汉朝的学校,是逐渐增盛的。武帝置博士弟子五十人,昭帝增为百人,宣帝时增至二百人,成帝末增至三千人。后汉光武时,就营建太学(建武五年,公元29年),明、章两代,都崇儒重道,车驾屡幸太学。其时又为“功臣子孙”,“四姓末属”,别立校舍,“期门”、“羽林”之士,皆令通《孝经》、《章句》。匈奴亦遣子入学,梁太后时,又诏大将军至六百石,悉遣子入学。本初质帝年号时太学诸生,遂至三万余人。学校可谓极盛,然而衰机也就伏在这个时候。这时候,学校人数只求其多,不讲实在。入学的,大概都是一班贵游子弟,并不是真正讲求学问的人。所以,范晔说这时候的学风,是“章句渐疏,多以浮华相尚”。又《三国志》董昭上疏说:“窃见当今年少,不复以学问为本,专更以交游为业。国士不以孝悌清修为首,乃以趋势游利为先。”这明是把一种纨绔子弟的气习,移植到学校里。讲声华的必定尚意气,所以到后来就激成“党锢之祸”。学校里都是一班贵族子弟,所以汉朝的太学生,是和外戚结党而攻宦官的。“此中消息,可以微窥。”
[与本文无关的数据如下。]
use argon2::password_hash::{
    rand_core::OsRng, PasswordHash, PasswordHasher, PasswordVerifier, SaltString,
};
use argon2::Argon2;
use thiserror::Error;

#[derive(Debug, Error)]
pub enum PasswordError {
    #[error("password hashing failed: {0}")]
    Hash(String),

    #[error("stored password hash is malformed: {0}")]
    MalformedHash(String),
}

/// Hashes a password with Argon2id and a fresh random salt (PHC string format).
pub fn hash_password(password: &str) -> Result<String, PasswordError> {
    let salt = SaltString::generate(&mut OsRng);
    Argon2::default()
        .hash_password(password.as_bytes(), &salt)
        .map(|hash| hash.to_string())
        .map_err(|err| PasswordError::Hash(err.to_string()))
}

/// Checks a password against a stored PHC hash.
pub fn verify_password(password: &str, stored_hash: &str) -> Result<bool, PasswordError> {
    let parsed = PasswordHash::new(stored_hash)
        .map_err(|err| PasswordError::MalformedHash(err.to_string()))?;
    Ok(Argon2::default()
        .verify_password(password.as_bytes(), &parsed)
        .is_ok())
}
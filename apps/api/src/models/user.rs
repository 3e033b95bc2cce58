use std::fmt;
use std::str::FromStr;

use chrono::{DateTime, Utc};
use serde::{Deserialize, Serialize};
use sqlx::FromRow;
use uuid::Uuid;

use crate::matching::parse_tech_stack;

/// The hat a user is currently wearing. Users can switch at any time.
#[derive(Debug, Clone, Copy, Default, PartialEq, Eq, Serialize, Deserialize)]
#[serde(rename_all = "lowercase")]
pub enum Role {
    #[default]
    Applicant,
    Leader,
    Company,
}

impl Role {
    pub fn as_str(self) -> &'static str {
        match self {
            Role::Applicant => "applicant",
            Role::Leader => "leader",
            Role::Company => "company",
        }
    }

    /// Leaders and companies post projects and review applications.
    pub fn can_post_projects(self) -> bool {
        matches!(self, Role::Leader | Role::Company)
    }
}

impl FromStr for Role {
    type Err = String;

    fn from_str(s: &str) -> Result<Self, Self::Err> {
        match s {
            "applicant" => Ok(Role::Applicant),
            "leader" => Ok(Role::Leader),
            "company" => Ok(Role::Company),
            other => Err(format!("Unknown role '{other}'")),
        }
    }
}

impl fmt::Display for Role {
    fn fmt(&self, f: &mut fmt::Formatter<'_>) -> fmt::Result {
        f.write_str(self.as_str())
    }
}

#[derive(Debug, Clone, FromRow)]
pub struct UserRow {
    pub id: Uuid,
    pub username: String,
    pub email: String,
    pub password_hash: String,
    pub profile_picture: Option<String>,
    pub tech_stack: Option<String>,
    pub role: String,
    pub created_at: DateTime<Utc>,
}

impl UserRow {
    /// Rows are constrained by a CHECK, so an unknown value only shows up
    /// if the schema drifted; treat it as the default role.
    pub fn role(&self) -> Role {
        self.role.parse().unwrap_or_default()
    }

    pub fn tech_stack_list(&self) -> Vec<String> {
        parse_tech_stack(self.tech_stack.as_deref())
    }
}

/// User as exposed over the API: no password hash, tech stack expanded.
#[derive(Debug, Clone, Serialize)]
pub struct PublicUser {
    pub id: Uuid,
    pub username: String,
    pub email: String,
    pub profile_picture: Option<String>,
    pub tech_stack: Vec<String>,
    pub role: Role,
    pub created_at: DateTime<Utc>,
}

impl From<&UserRow> for PublicUser {
    fn from(row: &UserRow) -> Self {
        PublicUser {
            id: row.id,
            username: row.username.clone(),
            email: row.email.clone(),
            profile_picture: row.profile_picture.clone(),
            tech_stack: row.tech_stack_list(),
            role: row.role(),
            created_at: row.created_at,
        }
    }
}

impl From<UserRow> for PublicUser {
    fn from(row: UserRow) -> Self {
        PublicUser::from(&row)
    }
}
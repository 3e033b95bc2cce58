use std::path::PathBuf;

use anyhow::{bail, Context, Result};

/// Where profile pictures are written.
#[derive(Debug, Clone, PartialEq)]
pub enum UploadBackend {
    S3,
    Local(PathBuf),
}

/// Application configuration loaded from environment variables.
/// Fails at startup if required variables are missing.
#[derive(Debug, Clone)]
pub struct Config {
    pub database_url: String,
    pub redis_url: String,
    pub s3_bucket: String,
    pub s3_endpoint: String,
    pub aws_access_key_id: String,
    pub aws_secret_access_key: String,
    /// Tech-stack suggestions fall back to keyword matching when unset.
    pub anthropic_api_key: Option<String>,
    pub port: u16,
    pub rust_log: String,
    pub session_ttl_seconds: u64,
    pub max_upload_bytes: usize,
    pub upload_backend: UploadBackend,
}

const DEFAULT_SESSION_TTL_SECONDS: u64 = 14 * 24 * 60 * 60;
const DEFAULT_MAX_UPLOAD_BYTES: usize = 16 * 1024 * 1024;

impl Config {
    pub fn from_env() -> Result<Self> {
        dotenvy::dotenv().ok(); // load .env if present; ignore if missing

        Ok(Config {
            database_url: require_env("DATABASE_URL")?,
            redis_url: require_env("REDIS_URL")?,
            s3_bucket: require_env("S3_BUCKET")?,
            s3_endpoint: require_env("S3_ENDPOINT")?,
            aws_access_key_id: require_env("AWS_ACCESS_KEY_ID")?,
            aws_secret_access_key: require_env("AWS_SECRET_ACCESS_KEY")?,
            anthropic_api_key: std::env::var("ANTHROPIC_API_KEY")
                .ok()
                .filter(|k| !k.trim().is_empty()),
            port: std::env::var("PORT")
                .unwrap_or_else(|_| "8080".to_string())
                .parse::<u16>()
                .context("PORT must be a valid port number")?,
            rust_log: std::env::var("RUST_LOG").unwrap_or_else(|_| "info".to_string()),
            session_ttl_seconds: optional_env("SESSION_TTL_SECONDS", DEFAULT_SESSION_TTL_SECONDS)?,
            max_upload_bytes: optional_env("MAX_UPLOAD_BYTES", DEFAULT_MAX_UPLOAD_BYTES)?,
            upload_backend: parse_upload_backend(
                std::env::var("UPLOAD_BACKEND").ok().as_deref(),
                std::env::var("UPLOAD_DIR").ok(),
            )?,
        })
    }
}

fn require_env(key: &str) -> Result<String> {
    std::env::var(key).with_context(|| format!("Required environment variable '{key}' is not set"))
}

fn optional_env<T>(key: &str, default: T) -> Result<T>
where
    T: std::str::FromStr,
    T::Err: std::error::Error + Send + Sync + 'static,
{
    match std::env::var(key) {
        Ok(raw) => raw
            .parse::<T>()
            .with_context(|| format!("Environment variable '{key}' has an invalid value: {raw}")),
        Err(_) => Ok(default),
    }
}

fn parse_upload_backend(backend: Option<&str>, dir: Option<String>) -> Result<UploadBackend> {
    match backend.map(str::trim) {
        None | Some("") | Some("s3") => Ok(UploadBackend::S3),
        Some("local") => Ok(UploadBackend::Local(PathBuf::from(
            dir.unwrap_or_else(|| "static/uploads".to_string()),
        ))),
        Some(other) => bail!("UPLOAD_BACKEND must be 's3' or 'local', got '{other}'"),
    }
}
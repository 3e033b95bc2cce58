use axum::{extract::State, Json};
use serde::Serialize;

use crate::accounts::auth::CurrentUser;
use crate::applications::store::{applications_by_applicant, ApplicationDetail};
use crate::errors::AppError;
use crate::memberships::store::{memberships_for_user, MembershipSummary};
use crate::state::AppState;

#[derive(Debug, Serialize)]
pub struct ContributionsResponse {
    pub applications: Vec<ApplicationDetail>,
    pub memberships: Vec<MembershipSummary>,
}

/// GET /api/v1/contributions
pub async fn handle_my_contributions(
    State(state): State<AppState>,
    current: CurrentUser,
) -> Result<Json<ContributionsResponse>, AppError> {
    let (applications, memberships) = tokio::try_join!(
        applications_by_applicant(&state.db, current.id()),
        memberships_for_user(&state.db, current.id()),
    )?;
    Ok(Json(ContributionsResponse {
        applications,
        memberships,
    }))
}
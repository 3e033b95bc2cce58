use redis::aio::MultiplexedConnection;
use redis::{Client as RedisClient, RedisError};
use tracing::debug;
use uuid::Uuid;

const SESSION_KEY_PREFIX: &str = "crewd:session:";

/// Login sessions kept in Redis: `crewd:session:<token>` → user id, with a TTL.
#[derive(Clone)]
pub struct SessionStore {
    client: RedisClient,
    ttl_seconds: u64,
}

impl SessionStore {
    pub fn new(client: RedisClient, ttl_seconds: u64) -> Self {
        Self {
            client,
            ttl_seconds,
        }
    }

    async fn connection(&self) -> Result<MultiplexedConnection, RedisError> {
        self.client.get_multiplexed_async_connection().await
    }

    /// Creates a session for `user_id` and returns its bearer token.
    pub async fn issue(&self, user_id: Uuid) -> Result<String, RedisError> {
        let token = new_token();
        let mut conn = self.connection().await?;
        redis::cmd("SET")
            .arg(session_key(&token))
            .arg(user_id.to_string())
            .arg("EX")
            .arg(self.ttl_seconds)
            .query_async::<_, ()>(&mut conn)
            .await?;
        debug!("Issued session for user {user_id}");
        Ok(token)
    }

    /// Returns the user behind a token, or `None` if it expired or never existed.
    pub async fn resolve(&self, token: &str) -> Result<Option<Uuid>, RedisError> {
        if !is_well_formed(token) {
            return Ok(None);
        }
        let mut conn = self.connection().await?;
        let raw: Option<String> = redis::cmd("GET")
            .arg(session_key(token))
            .query_async(&mut conn)
            .await?;
        Ok(raw.and_then(|id| id.parse().ok()))
    }

    pub async fn revoke(&self, token: &str) -> Result<(), RedisError> {
        let mut conn = self.connection().await?;
        redis::cmd("DEL")
            .arg(session_key(token))
            .query_async::<_, ()>(&mut conn)
            .await
    }
}

/// 64 hex characters from two v4 UUIDs.
fn new_token() -> String {
    format!("{}{}", Uuid::new_v4().simple(), Uuid::new_v4().simple())
}

fn is_well_formed(token: &str) -> bool {
    token.len() == 64 && token.bytes().all(|b| b.is_ascii_hexdigit())
}

fn session_key(token: &str) -> String {
    format!("{SESSION_KEY_PREFIX}{token}")
}

#[cfg(test)]
mod tests {
    use super::*;

    #[test]
    fn test_tokens_are_unique_and_well_formed() {
        let a = new_token();
        let b = new_token();
        assert_ne!(a, b);
        assert!(is_well_formed(&a));
        assert!(is_well_formed(&b));
    }

    #[test]
    fn test_malformed_tokens_are_rejected() {
        assert!(!is_well_formed(""));
        assert!(!is_well_formed("abc"));
        assert!(!is_well_formed(&"z".repeat(64)));
    }

    #[test]
    fn test_session_key_is_namespaced() {
        assert_eq!(session_key("abc"), "crewd:session:abc");
    }

    #[tokio::test]
    async fn test_resolve_skips_redis_for_malformed_token() {
        // Nothing listens on this port; a malformed token must not touch it.
        let client = RedisClient::open("redis://127.0.0.1:1/").unwrap();
        let store = SessionStore::new(client, 60);
        assert_eq!(store.resolve("not-a-token").await.unwrap(), None);
    }
}
//! Axum route handlers for the Projects API.

use axum::{
    extract::{Path, Query, State},
    http::StatusCode,
    Json,
};
use serde::{Deserialize, Serialize};
use uuid::Uuid;

use crate::accounts::auth::CurrentUser;
use crate::accounts::handlers::{ContributorQuery, CONTRIBUTORS_PER_PAGE};
use crate::accounts::store::{find_user_by_id, search_users, UserFilter};
use crate::applications::store::{has_applied, pending_for_project, ApplicationDetail};
use crate::db::{contains_pattern, search_pattern};
use crate::errors::AppError;
use crate::invitations::store::pending_recipient_ids;
use crate::matching::catalog::TECH_CHOICES;
use crate::matching::{
    normalize_tech_stack, parse_tech_stack, rank_by, score_contributor_for_project,
    score_project_for_user, MatchScore,
};
use crate::memberships::store::{is_member, member_ids, project_members, MemberView};
use crate::models::project::{ProjectRow, ProjectStatus, ProjectView};
use crate::models::user::PublicUser;
use crate::pagination::Page;
use crate::projects::store::{
    create_project, projects_by_creator, search_projects, update_project, NewProject,
    ProjectChanges,
};
use crate::projects::validation::{
    validate_description, validate_duration, validate_team_size, validate_title,
};
use crate::projects::{load_owned_project, load_project};
use crate::state::AppState;

pub const PROJECTS_PER_PAGE: u32 = 9;

// ────────────────────────────────────────────────────────────────────────────
// Request / Response types
// ────────────────────────────────────────────────────────────────────────────

#[derive(Debug, Deserialize)]
pub struct CreateProjectRequest {
    pub title: String,
    pub description: String,
    #[serde(default)]
    pub required_skills: Vec<String>,
    pub team_size: i32,
    pub duration: String,
}

#[derive(Debug, Deserialize)]
pub struct UpdateProjectRequest {
    pub title: Option<String>,
    pub description: Option<String>,
    pub required_skills: Option<Vec<String>>,
    pub team_size: Option<i32>,
    pub duration: Option<String>,
    pub status: Option<String>,
}

#[derive(Debug, Deserialize)]
pub struct BrowseQuery {
    pub q: Option<String>,
    /// A status name, or `all`. Defaults to `active`.
    pub status: Option<String>,
    pub tech: Option<String>,
    pub page: Option<u32>,
}

impl BrowseQuery {
    fn status_filter(&self) -> Result<Option<ProjectStatus>, AppError> {
        match self.status.as_deref().map(str::trim) {
            None | Some("") => Ok(Some(ProjectStatus::Active)),
            Some("all") => Ok(None),
            Some(s) => s
                .parse::<ProjectStatus>()
                .map(Some)
                .map_err(AppError::Validation),
        }
    }
}

#[derive(Debug, Serialize)]
pub struct ProjectListItem {
    #[serde(flatten)]
    pub project: ProjectView,
    #[serde(flatten)]
    pub score: MatchScore,
}

#[derive(Debug, Serialize)]
pub struct ProjectDetailResponse {
    pub project: ProjectView,
    pub creator: Option<PublicUser>,
    /// Members other than the creator.
    pub team_members: Vec<MemberView>,
    pub has_applied: bool,
    pub is_creator: bool,
    pub is_member: bool,
}

#[derive(Debug, Serialize)]
pub struct ManageProjectResponse {
    pub project: ProjectView,
    pub members: Vec<MemberView>,
    pub pending_applications: Vec<ApplicationDetail>,
}

#[derive(Debug, Serialize)]
pub struct ContributorMatch {
    #[serde(flatten)]
    pub user: PublicUser,
    #[serde(flatten)]
    pub score: MatchScore,
}

#[derive(Debug, Serialize)]
pub struct FindContributorsResponse {
    pub project: ProjectView,
    pub contributors: Page<ContributorMatch>,
    pub pending_invitation_user_ids: Vec<Uuid>,
}

// ────────────────────────────────────────────────────────────────────────────
// Ranking
// ────────────────────────────────────────────────────────────────────────────

/// Scores projects against the user's stack. With a non-empty stack the
/// result is ordered by match count; otherwise the incoming (newest-first)
/// order is kept.
pub fn rank_projects_for_user(projects: Vec<ProjectRow>, user_stack: &[String]) -> Vec<ProjectListItem> {
    let mut items: Vec<ProjectListItem> = projects
        .iter()
        .map(|p| ProjectListItem {
            score: score_project_for_user(user_stack, &p.required_skills_list()),
            project: ProjectView::from(p),
        })
        .collect();
    if !user_stack.is_empty() {
        rank_by(&mut items, |item| item.score.match_score);
    }
    items
}

/// Scores candidates against the project's skills, best coverage first when
/// the project lists any skills.
pub fn rank_contributors_for_project(
    candidates: Vec<PublicUser>,
    project_skills: &[String],
) -> Vec<ContributorMatch> {
    let mut matches: Vec<ContributorMatch> = candidates
        .into_iter()
        .map(|user| ContributorMatch {
            score: score_contributor_for_project(project_skills, &user.tech_stack),
            user,
        })
        .collect();
    if !project_skills.is_empty() {
        rank_by(&mut matches, |m| m.score.match_percentage);
    }
    matches
}

// ────────────────────────────────────────────────────────────────────────────
// Handlers
// ────────────────────────────────────────────────────────────────────────────

/// GET /api/v1/tech-choices
pub async fn handle_tech_choices() -> Json<&'static [&'static str]> {
    Json(TECH_CHOICES)
}

/// POST /api/v1/projects
pub async fn handle_create_project(
    State(state): State<AppState>,
    current: CurrentUser,
    Json(req): Json<CreateProjectRequest>,
) -> Result<(StatusCode, Json<ProjectView>), AppError> {
    current.require_project_poster()?;

    let title = req.title.trim();
    let duration = req.duration.trim();
    validate_title(title)?;
    validate_description(&req.description)?;
    validate_team_size(req.team_size)?;
    validate_duration(duration)?;
    let required_skills = normalize_tech_stack(&req.required_skills)?;

    let project = create_project(
        &state.db,
        current.id(),
        NewProject {
            title,
            description: &req.description,
            required_skills: required_skills.as_deref(),
            team_size: req.team_size,
            duration,
        },
    )
    .await?;

    Ok((StatusCode::CREATED, Json(ProjectView::from(&project))))
}

/// GET /api/v1/projects
pub async fn handle_browse_projects(
    State(state): State<AppState>,
    current: CurrentUser,
    Query(query): Query<BrowseQuery>,
) -> Result<Json<Page<ProjectListItem>>, AppError> {
    let status = query.status_filter()?;
    let search = search_pattern(query.q.as_deref());
    let tech_patterns: Vec<String> = parse_tech_stack(query.tech.as_deref())
        .iter()
        .map(|t| contains_pattern(t))
        .collect();

    let projects = search_projects(&state.db, status, search.as_deref(), &tech_patterns).await?;
    let items = rank_projects_for_user(projects, &current.user.tech_stack_list());

    Ok(Json(Page::paginate(
        items,
        query.page.unwrap_or(1).max(1),
        PROJECTS_PER_PAGE,
    )))
}

/// GET /api/v1/projects/mine
pub async fn handle_my_projects(
    State(state): State<AppState>,
    current: CurrentUser,
) -> Result<Json<Vec<ProjectView>>, AppError> {
    let projects = projects_by_creator(&state.db, current.id()).await?;
    Ok(Json(projects.iter().map(ProjectView::from).collect()))
}

/// GET /api/v1/projects/:id
pub async fn handle_view_project(
    State(state): State<AppState>,
    current: CurrentUser,
    Path(id): Path<Uuid>,
) -> Result<Json<ProjectDetailResponse>, AppError> {
    let project = load_project(&state.db, id).await?;
    let creator = find_user_by_id(&state.db, project.creator_id)
        .await?
        .map(PublicUser::from);
    let team_members = project_members(&state.db, id)
        .await?
        .into_iter()
        .filter(|m| m.user_id != project.creator_id)
        .collect();

    Ok(Json(ProjectDetailResponse {
        has_applied: has_applied(&state.db, id, current.id()).await?,
        is_creator: project.creator_id == current.id(),
        is_member: is_member(&state.db, id, current.id()).await?,
        project: ProjectView::from(&project),
        creator,
        team_members,
    }))
}

/// GET /api/v1/projects/:id/manage
pub async fn handle_manage_project(
    State(state): State<AppState>,
    current: CurrentUser,
    Path(id): Path<Uuid>,
) -> Result<Json<ManageProjectResponse>, AppError> {
    let project = load_owned_project(&state.db, id, current.id()).await?;
    Ok(Json(ManageProjectResponse {
        members: project_members(&state.db, id).await?,
        pending_applications: pending_for_project(&state.db, id).await?,
        project: ProjectView::from(&project),
    }))
}

/// PATCH /api/v1/projects/:id
pub async fn handle_update_project(
    State(state): State<AppState>,
    current: CurrentUser,
    Path(id): Path<Uuid>,
    Json(req): Json<UpdateProjectRequest>,
) -> Result<Json<ProjectView>, AppError> {
    let existing = load_owned_project(&state.db, id, current.id()).await?;

    let title = req.title.as_deref().map(str::trim).unwrap_or(&existing.title);
    let description = req.description.as_deref().unwrap_or(&existing.description);
    let team_size = req.team_size.unwrap_or(existing.team_size);
    let duration = req
        .duration
        .as_deref()
        .map(str::trim)
        .unwrap_or(&existing.duration);
    let status = match req.status.as_deref() {
        Some(s) => s.parse::<ProjectStatus>().map_err(AppError::Validation)?,
        None => existing.status.parse::<ProjectStatus>().unwrap_or_default(),
    };
    validate_title(title)?;
    validate_description(description)?;
    validate_team_size(team_size)?;
    validate_duration(duration)?;
    let required_skills = match &req.required_skills {
        Some(skills) => normalize_tech_stack(skills)?,
        None => existing.required_skills.clone(),
    };

    let project = update_project(
        &state.db,
        id,
        ProjectChanges {
            title,
            description,
            required_skills: required_skills.as_deref(),
            team_size,
            duration,
            status,
        },
    )
    .await?;
    tracing::info!("Project {} updated by {}", project.id, current.id());
    Ok(Json(ProjectView::from(&project)))
}

/// GET /api/v1/projects/:id/contributors
pub async fn handle_find_contributors(
    State(state): State<AppState>,
    current: CurrentUser,
    Path(id): Path<Uuid>,
    Query(query): Query<ContributorQuery>,
) -> Result<Json<FindContributorsResponse>, AppError> {
    let project = load_owned_project(&state.db, id, current.id()).await?;

    let mut exclude = member_ids(&state.db, id).await?;
    exclude.push(current.id());

    let search = search_pattern(query.q.as_deref());
    let tech_patterns = query.tech_patterns();
    let filter = UserFilter {
        exclude: &exclude,
        search: search.as_deref(),
        tech_patterns: &tech_patterns,
    };
    // Ranking by match score needs the whole candidate set before slicing.
    let candidates: Vec<PublicUser> = search_users(&state.db, filter)
        .await?
        .into_iter()
        .map(PublicUser::from)
        .collect();
    let ranked = rank_contributors_for_project(candidates, &project.required_skills_list());

    Ok(Json(FindContributorsResponse {
        contributors: Page::paginate(ranked, query.page_query().page(), CONTRIBUTORS_PER_PAGE),
        pending_invitation_user_ids: pending_recipient_ids(&state.db, id).await?,
        project: ProjectView::from(&project),
    }))
}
国家的学校虽然如此,究竟还不如私人教育之盛。《汉书·儒林传赞》说:“自武帝立五经博士,开弟子员。设科射策,劝以官禄。讫于元始,百有余年,传业者浸盛,支叶蕃滋。一经说至百余万言,太师众至千余人。盖禄利之路然也。”禄利固然是人所同欲,然而学术的兴盛,一大半的原因,也由于社会上“智识的欲望”,不容一笔抹杀。后汉则张兴著录且万人,牟长著录前后万人,蔡元著录万六千人,楼望,诸生著录九千余人,宋登教授数千人,魏应、丁先弟子著录数千人,姜肱,就学者三千余人,曹曾门徒三千人,杨伦、杜抚、张元,皆千余人,更非前汉所及(俱见《后汉书》)。私人教育,总比国家所设立的学校为盛,这个也是中国教育史上的一个特色。至于选举,则有两种:其一,郡国岁举孝廉。又汉武帝制郡国口二十万以上,岁察一人;四十万以上二人;六十万三人;八十万四人;百万五人;百二十万六人;不满二十万,二岁一人;不满十万,三岁一人。限以四科:一曰德行高妙,志节清白;二曰学通行修,经中博士;三曰明习法令,足以决疑。能按章复问,文中御史;四曰刚毅多略,遭事不惑,明变决断,才任三辅县令。是用古代“诸侯贡士”之制,后世的人,以为这是乡举里选,却是错的(乡举三老,方和《周礼》的“使民兴贤,出使长之。使民兴能,入使治之”相合)。其二,则朝廷要用哪一种人,特诏标出科目,令公卿郡国,各举所知。这个却是后代制科的先声,汉朝选举制度的利弊得失,要和后世比较才见,且俟后文再讲。
第三节 赋税
汉朝的田赋,本来是十五而税一;景帝以后,变做三十而税一,已见前。光武中兴以后,亦是三十而税一。到灵帝时,才加天下田税,每亩钱十文,谓之“修宫钱”。田税以外,另有一种“口税”谓之“算赋”。人民从十五岁起,到五十六岁止,每人每年出钱百二十文,谓之一算,以治“库兵”、“车马”。其事起于高帝四年(见《本纪》如淳引《汉仪注》),又有七岁到十四岁出的,每人二十钱,以食天子,谓之“口赋”。武帝时,又加三个钱,以补“车”、“骑”、“马”(见《昭帝本纪》元凤四年如淳引《汉仪注》)。按《汉书·宣帝纪》,五凤三年“减天下口钱”。甘露二年“减民算三十”。“师古曰:一算减钱三十也。”成帝建始二年“减天下赋钱,算四十。”“孟康曰:本算百二十,今减四十为八十。”所谓减,都是指当年而言,并不是永远变更定额。又《贡禹传》:“禹以为古民亡赋算,口钱起武帝,征伐四夷,重赋于民。民产子,三岁则出口钱。故民重困,至于生子辄杀,甚可悲痛。宜令儿七岁去齿,乃出口钱;年二十乃算……天子下其议,令民产子七岁乃出口钱,自此始。”则是永远减免的。